**What you need to do**
Each line below has to be set down again exactly.

START Working data

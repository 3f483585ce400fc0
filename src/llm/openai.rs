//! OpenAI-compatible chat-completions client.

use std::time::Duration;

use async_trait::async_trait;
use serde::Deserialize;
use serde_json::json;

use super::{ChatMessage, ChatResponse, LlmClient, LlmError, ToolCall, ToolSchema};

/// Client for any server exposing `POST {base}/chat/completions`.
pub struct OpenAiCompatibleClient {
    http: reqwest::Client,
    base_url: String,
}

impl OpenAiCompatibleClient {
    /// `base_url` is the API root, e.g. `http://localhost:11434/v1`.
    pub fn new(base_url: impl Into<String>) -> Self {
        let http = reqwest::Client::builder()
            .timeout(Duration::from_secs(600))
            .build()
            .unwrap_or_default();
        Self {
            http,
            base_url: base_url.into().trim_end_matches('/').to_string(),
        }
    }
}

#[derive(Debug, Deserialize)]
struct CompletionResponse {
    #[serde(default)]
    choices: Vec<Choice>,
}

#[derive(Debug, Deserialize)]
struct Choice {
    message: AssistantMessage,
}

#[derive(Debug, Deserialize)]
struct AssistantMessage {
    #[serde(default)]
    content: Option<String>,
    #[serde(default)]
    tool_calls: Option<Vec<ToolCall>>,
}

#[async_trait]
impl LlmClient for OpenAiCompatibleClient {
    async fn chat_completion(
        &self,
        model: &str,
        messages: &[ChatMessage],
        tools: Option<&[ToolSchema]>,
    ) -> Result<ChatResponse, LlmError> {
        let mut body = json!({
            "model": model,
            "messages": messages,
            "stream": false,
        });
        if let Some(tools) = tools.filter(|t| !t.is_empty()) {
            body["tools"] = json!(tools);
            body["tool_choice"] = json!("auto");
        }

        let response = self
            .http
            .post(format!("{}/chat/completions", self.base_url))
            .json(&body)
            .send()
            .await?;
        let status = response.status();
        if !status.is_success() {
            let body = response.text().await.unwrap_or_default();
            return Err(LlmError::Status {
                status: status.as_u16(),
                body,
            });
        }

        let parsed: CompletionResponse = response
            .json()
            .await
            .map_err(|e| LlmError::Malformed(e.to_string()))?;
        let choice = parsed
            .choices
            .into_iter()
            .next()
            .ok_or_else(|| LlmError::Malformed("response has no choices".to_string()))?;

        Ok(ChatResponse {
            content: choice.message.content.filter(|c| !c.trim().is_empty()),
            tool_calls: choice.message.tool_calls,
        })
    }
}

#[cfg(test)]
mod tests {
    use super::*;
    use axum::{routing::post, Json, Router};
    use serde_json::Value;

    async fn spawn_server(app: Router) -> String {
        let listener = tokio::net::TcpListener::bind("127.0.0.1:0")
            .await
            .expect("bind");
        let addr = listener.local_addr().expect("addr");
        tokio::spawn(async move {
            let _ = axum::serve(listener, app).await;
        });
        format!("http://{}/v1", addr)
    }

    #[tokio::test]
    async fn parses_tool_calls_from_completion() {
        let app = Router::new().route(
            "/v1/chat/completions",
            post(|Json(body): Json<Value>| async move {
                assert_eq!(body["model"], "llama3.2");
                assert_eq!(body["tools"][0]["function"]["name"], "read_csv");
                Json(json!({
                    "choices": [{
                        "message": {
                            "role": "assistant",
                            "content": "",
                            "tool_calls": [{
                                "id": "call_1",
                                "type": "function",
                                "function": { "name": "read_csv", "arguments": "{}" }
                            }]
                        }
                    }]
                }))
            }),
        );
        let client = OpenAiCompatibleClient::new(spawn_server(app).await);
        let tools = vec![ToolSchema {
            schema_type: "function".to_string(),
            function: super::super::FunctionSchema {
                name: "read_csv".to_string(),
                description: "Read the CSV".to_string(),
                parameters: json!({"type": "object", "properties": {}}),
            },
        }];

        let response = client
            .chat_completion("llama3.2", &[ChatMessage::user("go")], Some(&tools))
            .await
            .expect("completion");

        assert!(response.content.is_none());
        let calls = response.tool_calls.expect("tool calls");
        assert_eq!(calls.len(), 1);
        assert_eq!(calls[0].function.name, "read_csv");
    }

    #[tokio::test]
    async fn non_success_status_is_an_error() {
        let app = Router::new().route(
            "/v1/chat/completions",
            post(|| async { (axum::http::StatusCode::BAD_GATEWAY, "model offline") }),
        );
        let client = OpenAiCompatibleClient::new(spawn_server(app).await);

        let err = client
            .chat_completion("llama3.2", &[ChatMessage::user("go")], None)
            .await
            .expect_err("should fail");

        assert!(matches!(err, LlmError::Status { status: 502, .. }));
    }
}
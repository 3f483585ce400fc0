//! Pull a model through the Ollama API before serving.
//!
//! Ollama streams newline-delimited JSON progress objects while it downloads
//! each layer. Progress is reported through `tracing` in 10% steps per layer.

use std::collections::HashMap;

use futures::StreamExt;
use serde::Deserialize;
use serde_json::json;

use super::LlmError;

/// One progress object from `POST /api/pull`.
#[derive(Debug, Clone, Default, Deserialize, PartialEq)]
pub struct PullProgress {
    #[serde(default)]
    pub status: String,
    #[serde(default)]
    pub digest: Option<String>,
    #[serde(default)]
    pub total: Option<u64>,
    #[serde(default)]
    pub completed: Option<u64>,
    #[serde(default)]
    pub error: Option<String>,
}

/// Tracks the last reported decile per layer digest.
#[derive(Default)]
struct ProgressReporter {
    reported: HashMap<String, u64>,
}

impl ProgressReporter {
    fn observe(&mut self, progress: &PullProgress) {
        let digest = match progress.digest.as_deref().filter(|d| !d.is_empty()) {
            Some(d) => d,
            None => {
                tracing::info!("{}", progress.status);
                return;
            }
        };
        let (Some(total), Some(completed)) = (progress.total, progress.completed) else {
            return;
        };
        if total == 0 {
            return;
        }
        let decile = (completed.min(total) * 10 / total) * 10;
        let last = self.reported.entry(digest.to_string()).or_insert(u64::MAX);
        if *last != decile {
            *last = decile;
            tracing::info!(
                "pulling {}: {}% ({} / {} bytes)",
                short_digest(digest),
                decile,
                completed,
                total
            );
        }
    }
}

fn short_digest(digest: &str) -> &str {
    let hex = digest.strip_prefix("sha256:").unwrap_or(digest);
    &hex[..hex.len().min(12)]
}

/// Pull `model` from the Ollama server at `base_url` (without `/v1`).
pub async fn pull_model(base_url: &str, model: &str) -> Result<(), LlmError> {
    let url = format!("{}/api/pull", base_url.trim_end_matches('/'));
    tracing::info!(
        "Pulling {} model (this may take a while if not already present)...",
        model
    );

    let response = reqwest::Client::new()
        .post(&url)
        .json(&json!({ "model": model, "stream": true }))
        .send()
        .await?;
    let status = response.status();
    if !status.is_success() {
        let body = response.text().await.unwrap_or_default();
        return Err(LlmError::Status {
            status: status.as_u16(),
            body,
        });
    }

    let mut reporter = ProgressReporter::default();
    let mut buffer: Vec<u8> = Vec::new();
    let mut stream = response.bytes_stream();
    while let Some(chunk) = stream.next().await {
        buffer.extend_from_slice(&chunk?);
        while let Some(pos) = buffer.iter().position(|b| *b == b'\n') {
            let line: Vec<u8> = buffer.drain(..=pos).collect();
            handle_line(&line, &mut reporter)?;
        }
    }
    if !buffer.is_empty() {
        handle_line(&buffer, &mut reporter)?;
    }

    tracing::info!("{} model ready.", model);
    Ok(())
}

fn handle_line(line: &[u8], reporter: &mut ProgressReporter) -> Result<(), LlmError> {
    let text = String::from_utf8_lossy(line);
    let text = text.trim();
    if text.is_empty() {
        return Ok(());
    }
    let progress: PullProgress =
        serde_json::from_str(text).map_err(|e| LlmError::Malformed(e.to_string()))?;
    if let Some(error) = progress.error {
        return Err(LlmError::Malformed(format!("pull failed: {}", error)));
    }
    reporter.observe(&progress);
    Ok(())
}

END Working data

**Written solution**
repository 3f483585ce400fc0
filename src/llm/openai.rs
//! OpenAI-compatible chat-completions client.

use std::time::Duration;

use async_trait::async_trait;
use serde::Deserialize;
use serde_json::json;

use super::{ChatMessage, ChatResponse, LlmClient, LlmError, ToolCall, ToolSchema};

/// Client for any server exposing `POST {base}/chat/completions`.
pub struct OpenAiCompatibleClient {
    http: reqwest::Client,
    base_url: String,
}

impl OpenAiCompatibleClient {
    /// `base_url` is the API root, e.g. `http://localhost:11434/v1`.
    pub fn new(base_url: impl Into<String>) -> Self {
        let http = reqwest::Client::builder()
            .timeout(Duration::from_secs(600))
            .build()
            .unwrap_or_default();
        Self {
            http,
            base_url: base_url.into().trim_end_matches('/').to_string(),
        }
    }
}

#[derive(Debug, Deserialize)]
struct CompletionResponse {
    #[serde(default)]
    choices: Vec<Choice>,
}

#[derive(Debug, Deserialize)]
struct Choice {
    message: AssistantMessage,
}

#[derive(Debug, Deserialize)]
struct AssistantMessage {
    #[serde(default)]
    content: Option<String>,
    #[serde(default)]
    tool_calls: Option<Vec<ToolCall>>,
}

#[async_trait]
impl LlmClient for OpenAiCompatibleClient {
    async fn chat_completion(
        &self,
        model: &str,
        messages: &[ChatMessage],
        tools: Option<&[ToolSchema]>,
    ) -> Result<ChatResponse, LlmError> {
        let mut body = json!({
            "model": model,
            "messages": messages,
            "stream": false,
        });
        if let Some(tools) = tools.filter(|t| !t.is_empty()) {
            body["tools"] = json!(tools);
            body["tool_choice"] = json!("auto");
        }

        let response = self
            .http
            .post(format!("{}/chat/completions", self.base_url))
            .json(&body)
            .send()
            .await?;
        let status = response.status();
        if !status.is_success() {
            let body = response.text().await.unwrap_or_default();
            return Err(LlmError::Status {
                status: status.as_u16(),
                body,
            });
        }

        let parsed: CompletionResponse = response
            .json()
            .await
            .map_err(|e| LlmError::Malformed(e.to_string()))?;
        let choice = parsed
            .choices
            .into_iter()
            .next()
            .ok_or_else(|| LlmError::Malformed("response has no choices".to_string()))?;

        Ok(ChatResponse {
            content: choice.message.content.filter(|c| !c.trim().is_empty()),
            tool_calls: choice.message.tool_calls,
        })
    }
}

#[cfg(test)]
mod tests {
    use super::*;
    use axum::{routing::post, Json, Router};
    use serde_json::Value;

    async fn spawn_server(app: Router) -> String {
        let listener = tokio::net::TcpListener::bind("127.0.0.1:0")
            .await
            .expect("bind");
        let addr = listener.local_addr().expect("addr");
        tokio::spawn(async move {
            let _ = axum::serve(listener, app).await;
        });
        format!("http://{}/v1", addr)
    }

    #[tokio::test]
    async fn parses_tool_calls_from_completion() {
        let app = Router::new().route(
            "/v1/chat/completions",
            post(|Json(body): Json<Value>| async move {
                assert_eq!(body["model"], "llama3.2");
                assert_eq!(body["tools"][0]["function"]["name"], "read_csv");
                Json(json!({
                    "choices": [{
                        "message": {
                            "role": "assistant",
                            "content": "",
                            "tool_calls": [{
                                "id": "call_1",
                                "type": "function",
                                "function": { "name": "read_csv", "arguments": "{}" }
                            }]
                        }
                    }]
                }))
            }),
        );
        let client = OpenAiCompatibleClient::new(spawn_server(app).await);
        let tools = vec![ToolSchema {
            schema_type: "function".to_string(),
            function: super::super::FunctionSchema {
                name: "read_csv".to_string(),
                description: "Read the CSV".to_string(),
                parameters: json!({"type": "object", "properties": {}}),
            },
        }];

        let response = client
            .chat_completion("llama3.2", &[ChatMessage::user("go")], Some(&tools))
            .await
            .expect("completion");

        assert!(response.content.is_none());
        let calls = response.tool_calls.expect("tool calls");
        assert_eq!(calls.len(), 1);
        assert_eq!(calls[0].function.name, "read_csv");
    }

    #[tokio::test]
    async fn non_success_status_is_an_error() {
        let app = Router::new().route(
            "/v1/chat/completions",
            post(|| async { (axum::http::StatusCode::BAD_GATEWAY, "model offline") }),
        );
        let client = OpenAiCompatibleClient::new(spawn_server(app).await);

        let err = client
            .chat_completion("llama3.2", &[ChatMessage::user("go")], None)
            .await
            .expect_err("should fail");

        assert!(matches!(err, LlmError::Status { status: 502, .. }));
    }
}
repository 3f483585ce400fc0
//! Pull a model through the Ollama API before serving.
//!
//! Ollama streams newline-delimited JSON progress objects while it downloads
//! each layer. Progress is reported through `tracing` in 10% steps per layer.

use std::collections::HashMap;

use futures::StreamExt;
use serde::Deserialize;
use serde_json::json;

use super::LlmError;

/// One progress object from `POST /api/pull`.
#[derive(Debug, Clone, Default, Deserialize, PartialEq)]
pub struct PullProgress {
    #[serde(default)]
    pub status: String,
    #[serde(default)]
    pub digest: Option<String>,
    #[serde(default)]
    pub total: Option<u64>,
    #[serde(default)]
    pub completed: Option<u64>,
    #[serde(default)]
    pub error: Option<String>,
}

/// Tracks the last reported decile per layer digest.
#[derive(Default)]
struct ProgressReporter {
    reported: HashMap<String, u64>,
}

impl ProgressReporter {
    fn observe(&mut self, progress: &PullProgress) {
        let digest = match progress.digest.as_deref().filter(|d| !d.is_empty()) {
            Some(d) => d,
            None => {
                tracing::info!("{}", progress.status);
                return;
            }
        };
        let (Some(total), Some(completed)) = (progress.total, progress.completed) else {
            return;
        };
        if total == 0 {
            return;
        }
        let decile = (completed.min(total) * 10 / total) * 10;
        let last = self.reported.entry(digest.to_string()).or_insert(u64::MAX);
        if *last != decile {
            *last = decile;
            tracing::info!(
                "pulling {}: {}% ({} / {} bytes)",
                short_digest(digest),
                decile,
                completed,
                total
            );
        }
    }
}

fn short_digest(digest: &str) -> &str {
    let hex = digest.strip_prefix("sha256:").unwrap_or(digest);
    &hex[..hex.len().min(12)]
}

/// Pull `model` from the Ollama server at `base_url` (without `/v1`).
pub async fn pull_model(base_url: &str, model: &str) -> Result<(), LlmError> {
    let url = format!("{}/api/pull", base_url.trim_end_matches('/'));
    tracing::info!(
        "Pulling {} model (this may take a while if not already present)...",
        model
    );

    let response = reqwest::Client::new()
        .post(&url)
        .json(&json!({ "model": model, "stream": true }))
        .send()
        .await?;
    let status = response.status();
    if !status.is_success() {
        let body = response.text().await.unwrap_or_default();
        return Err(LlmError::Status {
            status: status.as_u16(),
            body,
        });
    }

    let mut reporter = ProgressReporter::default();
    let mut buffer: Vec<u8> = Vec::new();
    let mut stream = response.bytes_stream();
    while let Some(chunk) = stream.next().await {
        buffer.extend_from_slice(&chunk?);
        while let Some(pos) = buffer.iter().position(|b| *b == b'\n') {
            let line: Vec<u8> = buffer.drain(..=pos).collect();
            handle_line(&line, &mut reporter)?;
        }
    }
    if !buffer.is_empty() {
        handle_line(&buffer, &mut reporter)?;
    }

    tracing::info!("{} model ready.", model);
    Ok(())
}

fn handle_line(line: &[u8], reporter: &mut ProgressReporter) -> Result<(), LlmError> {
    let text = String::from_utf8_lossy(line);
    let text = text.trim();
    if text.is_empty() {
        return Ok(());
    }
    let progress: PullProgress =
        serde_json::from_str(text).map_err(|e| LlmError::Malformed(e.to_string()))?;
    if let Some(error) = progress.error {
        return Err(LlmError::Malformed(format!("pull failed: {}", error)));
    }
    reporter.observe(&progress);
    Ok(())
}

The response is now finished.